Double screen all the way

Tuesday, August 31st, 2010

Well, I set this up today. It’s a full on, triple double screen.

IBM’s Sim City

Tuesday, May 4th, 2010

CityOne is going to be IBM’s Sim City where players work towards solving real world problems. Let’s just hope it’s better than SimHealth: The National Health Care Simulation — released during the Clinton years, a DOS game made by Maxis with none of it’s good music.

Wolfram Tones

Saturday, April 10th, 2010

From the math jerks at Wolfram, here’s WolframTones. It’s pretty neat — you choose a music genre and it creates a unique song based on it. Here’s my best work. The music it outputs is hardly that impressive, but for being a piece of software, it’s really interesting. Too bad they implemented it using midi.

Google Shell

Monday, March 15th, 2010

Do your Google searches in a unix-like shell at goosh.org. I know, it’s not very practical, but it searches the web, images, videos, etc and it’s super fast. Also, none of those nasty ads — just a geek hard at work. Overall, nicely implemented.

Bzzt

Saturday, January 23rd, 2010

Ever wonder what’s actually making your cellphone vibrate?

Quick man

Thursday, January 21st, 2010

Who has the fastest hands — the pianist or the typist? — For any given interval, is it possible to hit more keystrokes on a computer keyboard than musical notes on a piano? If so, has anyone ever tried mapping a computer keyboard to a piano’s keys so that they could play the piano on their computer keyboard, and thus becoming the de-facto fastest piano player ever?

I’ve done some searching around, but so far the internet has yet to yield me an answer. So for now, the best we can do is watch these two videos, simultaneously.

Amazing Computing

Wednesday, January 20th, 2010

mustache

Today I learned something — don’t fall behind.
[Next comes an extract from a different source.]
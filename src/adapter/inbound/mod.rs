//! Inbound adapters (driving side).

pub mod cli;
Search engine comparison machine

Wednesday, January 13th, 2010

Brought to you by Christian Langreiter, compare the search results between Google and Yahoo. It’s easy to try whatever searches you want and the visual output is a bunch of dots. It also has a compare tool for the USA Google vs China Google — which is especially interesting considering recent events.

dots

Maintaining the space-time continuum

Wednesday, January 6th, 2010

check out 80s gun guy

Animated search? Sure. Website? SpaceTime 3D. So basically, it’s like a regular search engine, where you can choose from Google, Images, Wikipedia and YouTube. But when you type something and hit Search, instead of getting some kind of usable list populated with inspiring blue links, you get this crazy tile looking system that works kind of like iTunes cover flow. On each tile, one of your page results, and you can click around to navigate to other results. It’s pretty cool, but not very practical. It’s sluggish and you can only see a few results at a time. And beside aesthetics, the only real advantage is that it preloads a snapshot of each of your page results. That might sound trivial, but it does make it a lot easier to scan through a large number of websites because you can see all the content on one page without having to open up a million tabs. Definitely worth the look — just for fun. Requires flash.